Output, word for word, the lines of this listing that fall between the line with "const LOCALES: &[(&str, &str)]" and the line with "let bundle = Self::create_bundle(locale, source)?;", counting both of those lines, and no others.

##############################

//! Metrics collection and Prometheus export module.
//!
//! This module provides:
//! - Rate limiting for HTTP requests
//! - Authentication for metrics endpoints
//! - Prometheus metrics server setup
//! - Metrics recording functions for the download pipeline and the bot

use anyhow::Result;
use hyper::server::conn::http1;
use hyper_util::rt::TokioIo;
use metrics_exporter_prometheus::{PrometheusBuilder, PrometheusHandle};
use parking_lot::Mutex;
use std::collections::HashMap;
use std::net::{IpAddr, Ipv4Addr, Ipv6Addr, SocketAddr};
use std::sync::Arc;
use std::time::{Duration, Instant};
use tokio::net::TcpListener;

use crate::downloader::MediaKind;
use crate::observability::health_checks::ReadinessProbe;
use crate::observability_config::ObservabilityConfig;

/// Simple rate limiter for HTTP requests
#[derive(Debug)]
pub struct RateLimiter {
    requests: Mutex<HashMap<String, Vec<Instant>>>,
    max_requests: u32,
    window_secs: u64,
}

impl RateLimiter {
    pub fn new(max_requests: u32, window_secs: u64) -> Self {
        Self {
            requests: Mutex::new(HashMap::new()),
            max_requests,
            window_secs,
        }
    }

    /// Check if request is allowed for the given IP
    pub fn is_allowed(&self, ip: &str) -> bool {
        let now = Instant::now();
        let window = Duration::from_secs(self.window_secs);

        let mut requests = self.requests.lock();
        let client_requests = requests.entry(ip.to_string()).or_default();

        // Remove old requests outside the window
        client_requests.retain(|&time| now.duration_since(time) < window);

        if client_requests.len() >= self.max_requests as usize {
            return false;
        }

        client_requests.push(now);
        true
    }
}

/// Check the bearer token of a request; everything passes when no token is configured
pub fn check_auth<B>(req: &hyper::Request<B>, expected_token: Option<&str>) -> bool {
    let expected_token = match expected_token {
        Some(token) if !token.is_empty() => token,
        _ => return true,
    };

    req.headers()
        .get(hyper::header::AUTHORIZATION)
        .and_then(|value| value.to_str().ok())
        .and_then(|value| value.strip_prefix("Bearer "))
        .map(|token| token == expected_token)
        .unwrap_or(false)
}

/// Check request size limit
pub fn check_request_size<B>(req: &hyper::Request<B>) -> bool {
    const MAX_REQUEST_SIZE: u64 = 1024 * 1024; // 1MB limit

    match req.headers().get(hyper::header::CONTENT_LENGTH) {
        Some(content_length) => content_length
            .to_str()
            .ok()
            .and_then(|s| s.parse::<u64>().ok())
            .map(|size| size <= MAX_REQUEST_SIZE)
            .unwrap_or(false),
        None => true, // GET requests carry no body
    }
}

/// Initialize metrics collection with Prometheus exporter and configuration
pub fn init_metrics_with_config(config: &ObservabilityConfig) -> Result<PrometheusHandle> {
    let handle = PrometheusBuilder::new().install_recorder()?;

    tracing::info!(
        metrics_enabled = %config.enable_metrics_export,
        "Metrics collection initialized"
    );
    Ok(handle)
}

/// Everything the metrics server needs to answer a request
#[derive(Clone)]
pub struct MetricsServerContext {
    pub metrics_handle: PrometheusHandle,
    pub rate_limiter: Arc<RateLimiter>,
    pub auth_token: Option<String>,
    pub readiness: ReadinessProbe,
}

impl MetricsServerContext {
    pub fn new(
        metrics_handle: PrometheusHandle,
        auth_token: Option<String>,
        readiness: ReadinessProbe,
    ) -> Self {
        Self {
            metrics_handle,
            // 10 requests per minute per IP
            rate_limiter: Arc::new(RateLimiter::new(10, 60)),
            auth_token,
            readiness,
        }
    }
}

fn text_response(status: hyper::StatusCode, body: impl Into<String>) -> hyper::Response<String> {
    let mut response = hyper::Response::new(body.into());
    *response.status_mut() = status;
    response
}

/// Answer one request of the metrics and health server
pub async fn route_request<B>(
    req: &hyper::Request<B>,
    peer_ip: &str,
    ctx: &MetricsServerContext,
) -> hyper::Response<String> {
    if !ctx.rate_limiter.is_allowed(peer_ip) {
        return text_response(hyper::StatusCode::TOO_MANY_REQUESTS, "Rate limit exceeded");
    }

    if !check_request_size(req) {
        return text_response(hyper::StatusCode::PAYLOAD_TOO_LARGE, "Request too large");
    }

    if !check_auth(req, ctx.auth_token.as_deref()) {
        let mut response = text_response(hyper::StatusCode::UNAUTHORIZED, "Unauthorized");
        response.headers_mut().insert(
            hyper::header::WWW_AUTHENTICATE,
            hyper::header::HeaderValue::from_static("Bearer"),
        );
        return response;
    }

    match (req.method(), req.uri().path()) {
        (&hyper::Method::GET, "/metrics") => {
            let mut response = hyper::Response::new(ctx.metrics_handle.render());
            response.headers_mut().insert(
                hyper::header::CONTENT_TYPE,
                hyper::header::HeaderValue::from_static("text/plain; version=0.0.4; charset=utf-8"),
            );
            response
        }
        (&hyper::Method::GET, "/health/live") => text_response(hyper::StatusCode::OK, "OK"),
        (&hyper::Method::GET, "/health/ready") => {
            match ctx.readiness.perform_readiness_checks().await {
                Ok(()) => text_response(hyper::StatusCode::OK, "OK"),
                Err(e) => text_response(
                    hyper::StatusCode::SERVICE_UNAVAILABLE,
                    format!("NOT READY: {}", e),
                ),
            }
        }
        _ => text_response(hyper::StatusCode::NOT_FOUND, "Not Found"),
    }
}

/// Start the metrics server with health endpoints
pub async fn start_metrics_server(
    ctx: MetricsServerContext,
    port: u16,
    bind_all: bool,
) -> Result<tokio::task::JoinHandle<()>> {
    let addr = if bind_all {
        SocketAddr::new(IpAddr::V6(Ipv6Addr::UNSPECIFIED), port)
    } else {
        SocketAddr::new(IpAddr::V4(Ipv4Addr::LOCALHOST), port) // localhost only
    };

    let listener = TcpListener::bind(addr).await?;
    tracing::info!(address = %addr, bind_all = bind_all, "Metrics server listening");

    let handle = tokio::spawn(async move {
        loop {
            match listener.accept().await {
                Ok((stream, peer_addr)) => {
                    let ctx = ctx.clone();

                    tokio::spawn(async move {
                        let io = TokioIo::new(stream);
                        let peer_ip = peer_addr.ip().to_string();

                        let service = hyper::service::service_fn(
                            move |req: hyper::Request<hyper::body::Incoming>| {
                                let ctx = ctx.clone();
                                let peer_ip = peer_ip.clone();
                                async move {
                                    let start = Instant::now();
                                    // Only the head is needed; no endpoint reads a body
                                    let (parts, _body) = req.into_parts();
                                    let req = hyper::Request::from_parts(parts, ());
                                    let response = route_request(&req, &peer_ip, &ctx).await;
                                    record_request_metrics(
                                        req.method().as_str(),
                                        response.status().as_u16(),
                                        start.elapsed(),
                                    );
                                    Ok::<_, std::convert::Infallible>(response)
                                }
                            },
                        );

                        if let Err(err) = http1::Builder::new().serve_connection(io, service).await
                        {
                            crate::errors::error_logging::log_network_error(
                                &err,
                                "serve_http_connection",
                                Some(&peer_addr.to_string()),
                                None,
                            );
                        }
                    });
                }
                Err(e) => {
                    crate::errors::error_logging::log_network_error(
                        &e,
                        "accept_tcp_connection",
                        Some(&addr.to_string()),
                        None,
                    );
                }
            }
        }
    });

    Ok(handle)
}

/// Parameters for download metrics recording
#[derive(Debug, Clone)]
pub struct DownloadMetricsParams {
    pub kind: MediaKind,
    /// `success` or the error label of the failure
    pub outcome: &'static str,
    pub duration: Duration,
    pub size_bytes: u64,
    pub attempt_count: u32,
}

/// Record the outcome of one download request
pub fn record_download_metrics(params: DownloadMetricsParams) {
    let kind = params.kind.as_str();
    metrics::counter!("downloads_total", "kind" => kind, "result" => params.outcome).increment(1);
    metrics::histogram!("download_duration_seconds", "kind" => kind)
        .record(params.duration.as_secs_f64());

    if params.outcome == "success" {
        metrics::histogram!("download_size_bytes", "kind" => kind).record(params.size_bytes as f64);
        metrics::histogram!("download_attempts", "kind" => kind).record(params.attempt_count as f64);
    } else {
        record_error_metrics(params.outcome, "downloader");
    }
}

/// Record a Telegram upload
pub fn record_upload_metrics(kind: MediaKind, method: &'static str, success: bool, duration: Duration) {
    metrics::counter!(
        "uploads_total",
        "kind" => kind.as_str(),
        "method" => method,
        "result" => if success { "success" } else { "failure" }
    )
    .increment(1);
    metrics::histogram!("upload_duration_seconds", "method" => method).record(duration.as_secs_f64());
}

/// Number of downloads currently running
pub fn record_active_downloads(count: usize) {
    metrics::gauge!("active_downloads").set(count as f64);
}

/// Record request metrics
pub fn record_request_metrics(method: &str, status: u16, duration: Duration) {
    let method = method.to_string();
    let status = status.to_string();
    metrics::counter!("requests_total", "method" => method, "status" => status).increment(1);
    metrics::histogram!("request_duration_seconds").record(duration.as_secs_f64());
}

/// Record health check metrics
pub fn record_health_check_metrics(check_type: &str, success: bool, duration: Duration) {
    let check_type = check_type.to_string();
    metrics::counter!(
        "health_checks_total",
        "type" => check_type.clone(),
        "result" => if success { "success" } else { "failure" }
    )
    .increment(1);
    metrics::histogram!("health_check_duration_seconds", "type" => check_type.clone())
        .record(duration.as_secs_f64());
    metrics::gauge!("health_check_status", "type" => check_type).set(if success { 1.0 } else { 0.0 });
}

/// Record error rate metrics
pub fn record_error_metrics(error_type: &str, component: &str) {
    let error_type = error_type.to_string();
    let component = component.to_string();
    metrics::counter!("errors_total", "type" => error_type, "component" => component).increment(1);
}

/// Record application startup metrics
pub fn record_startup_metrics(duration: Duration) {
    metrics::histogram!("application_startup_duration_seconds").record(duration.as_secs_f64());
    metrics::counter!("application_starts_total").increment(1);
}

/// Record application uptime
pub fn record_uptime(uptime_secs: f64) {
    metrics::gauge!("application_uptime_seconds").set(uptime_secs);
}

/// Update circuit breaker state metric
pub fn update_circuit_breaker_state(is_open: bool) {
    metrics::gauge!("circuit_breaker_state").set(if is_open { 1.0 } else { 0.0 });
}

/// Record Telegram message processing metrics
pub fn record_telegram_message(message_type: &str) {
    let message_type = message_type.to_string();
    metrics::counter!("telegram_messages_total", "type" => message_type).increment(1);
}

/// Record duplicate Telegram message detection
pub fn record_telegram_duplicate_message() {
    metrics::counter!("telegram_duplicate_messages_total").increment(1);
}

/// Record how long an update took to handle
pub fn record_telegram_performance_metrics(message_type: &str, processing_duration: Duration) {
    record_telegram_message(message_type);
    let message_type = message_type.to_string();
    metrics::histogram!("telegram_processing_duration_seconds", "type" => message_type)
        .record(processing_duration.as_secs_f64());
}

##############################

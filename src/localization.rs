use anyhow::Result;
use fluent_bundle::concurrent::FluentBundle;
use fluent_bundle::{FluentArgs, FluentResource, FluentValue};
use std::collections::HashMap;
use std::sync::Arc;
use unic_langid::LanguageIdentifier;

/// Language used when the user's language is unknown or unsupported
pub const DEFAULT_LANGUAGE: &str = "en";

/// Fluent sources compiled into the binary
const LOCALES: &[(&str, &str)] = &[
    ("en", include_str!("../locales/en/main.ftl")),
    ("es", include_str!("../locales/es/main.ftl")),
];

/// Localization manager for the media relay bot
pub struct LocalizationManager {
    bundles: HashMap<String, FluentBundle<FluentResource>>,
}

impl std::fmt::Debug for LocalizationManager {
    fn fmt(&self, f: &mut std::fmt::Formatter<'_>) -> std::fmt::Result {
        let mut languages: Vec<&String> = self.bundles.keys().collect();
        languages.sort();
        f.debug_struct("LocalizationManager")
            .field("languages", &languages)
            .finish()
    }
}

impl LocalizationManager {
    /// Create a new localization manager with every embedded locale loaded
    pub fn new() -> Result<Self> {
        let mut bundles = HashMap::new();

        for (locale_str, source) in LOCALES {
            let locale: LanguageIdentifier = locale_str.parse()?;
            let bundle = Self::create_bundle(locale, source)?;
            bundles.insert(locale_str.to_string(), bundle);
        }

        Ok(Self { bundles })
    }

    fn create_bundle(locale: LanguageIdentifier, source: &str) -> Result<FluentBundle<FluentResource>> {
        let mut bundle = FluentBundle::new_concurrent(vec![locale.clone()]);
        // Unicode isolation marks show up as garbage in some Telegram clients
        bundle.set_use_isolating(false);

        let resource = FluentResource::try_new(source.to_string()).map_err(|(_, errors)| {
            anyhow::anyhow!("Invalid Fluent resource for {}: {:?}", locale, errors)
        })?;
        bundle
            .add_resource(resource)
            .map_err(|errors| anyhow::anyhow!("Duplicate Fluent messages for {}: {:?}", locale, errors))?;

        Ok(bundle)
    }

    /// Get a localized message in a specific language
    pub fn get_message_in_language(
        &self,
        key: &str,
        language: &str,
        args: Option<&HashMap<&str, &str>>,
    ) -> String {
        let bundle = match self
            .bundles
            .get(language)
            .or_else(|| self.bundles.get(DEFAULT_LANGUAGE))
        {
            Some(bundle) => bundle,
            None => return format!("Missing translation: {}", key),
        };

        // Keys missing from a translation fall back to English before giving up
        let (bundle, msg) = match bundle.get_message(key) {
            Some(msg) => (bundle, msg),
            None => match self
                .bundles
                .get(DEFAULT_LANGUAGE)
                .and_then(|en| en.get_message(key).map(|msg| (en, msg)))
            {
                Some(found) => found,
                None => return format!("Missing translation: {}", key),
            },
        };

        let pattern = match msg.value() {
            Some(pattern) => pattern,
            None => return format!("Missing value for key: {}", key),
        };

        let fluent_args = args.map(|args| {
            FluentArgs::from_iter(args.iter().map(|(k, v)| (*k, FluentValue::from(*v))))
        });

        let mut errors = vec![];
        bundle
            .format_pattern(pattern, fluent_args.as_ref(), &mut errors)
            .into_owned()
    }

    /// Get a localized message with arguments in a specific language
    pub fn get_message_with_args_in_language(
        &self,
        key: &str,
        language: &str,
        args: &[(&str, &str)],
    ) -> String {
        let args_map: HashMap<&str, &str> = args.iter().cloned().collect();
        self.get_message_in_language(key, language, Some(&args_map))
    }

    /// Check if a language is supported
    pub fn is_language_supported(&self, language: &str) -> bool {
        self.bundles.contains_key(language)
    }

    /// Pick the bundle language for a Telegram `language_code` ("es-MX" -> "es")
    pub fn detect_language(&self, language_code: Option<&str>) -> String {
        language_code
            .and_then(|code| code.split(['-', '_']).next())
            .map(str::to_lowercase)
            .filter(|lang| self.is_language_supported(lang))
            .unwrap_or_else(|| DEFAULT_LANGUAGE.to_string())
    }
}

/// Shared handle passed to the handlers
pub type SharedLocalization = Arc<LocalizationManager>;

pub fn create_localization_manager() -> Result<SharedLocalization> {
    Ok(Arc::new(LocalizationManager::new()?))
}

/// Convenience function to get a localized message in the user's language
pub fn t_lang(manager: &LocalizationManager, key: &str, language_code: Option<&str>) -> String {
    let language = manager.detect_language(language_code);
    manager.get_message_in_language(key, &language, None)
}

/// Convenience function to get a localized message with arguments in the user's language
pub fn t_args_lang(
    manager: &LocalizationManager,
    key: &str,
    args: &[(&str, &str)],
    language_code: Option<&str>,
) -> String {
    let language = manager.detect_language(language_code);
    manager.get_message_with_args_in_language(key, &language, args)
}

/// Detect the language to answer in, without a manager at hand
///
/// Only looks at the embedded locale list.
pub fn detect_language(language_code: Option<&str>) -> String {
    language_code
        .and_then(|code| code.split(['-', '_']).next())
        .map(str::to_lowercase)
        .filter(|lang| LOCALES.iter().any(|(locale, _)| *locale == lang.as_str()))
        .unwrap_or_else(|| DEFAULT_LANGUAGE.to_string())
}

##############################

== Expected answer ==
const LOCALES: &[(&str, &str)] = &[
    ("en", include_str!("../locales/en/main.ftl")),
    ("es", include_str!("../locales/es/main.ftl")),
];

/// Localization manager for the media relay bot
pub struct LocalizationManager {
    bundles: HashMap<String, FluentBundle<FluentResource>>,
}

impl std::fmt::Debug for LocalizationManager {
    fn fmt(&self, f: &mut std::fmt::Formatter<'_>) -> std::fmt::Result {
        let mut languages: Vec<&String> = self.bundles.keys().collect();
        languages.sort();
        f.debug_struct("LocalizationManager")
            .field("languages", &languages)
            .finish()
    }
}

impl LocalizationManager {
    /// Create a new localization manager with every embedded locale loaded
    pub fn new() -> Result<Self> {
        let mut bundles = HashMap::new();

        for (locale_str, source) in LOCALES {
            let locale: LanguageIdentifier = locale_str.parse()?;
            let bundle = Self::create_bundle(locale, source)?;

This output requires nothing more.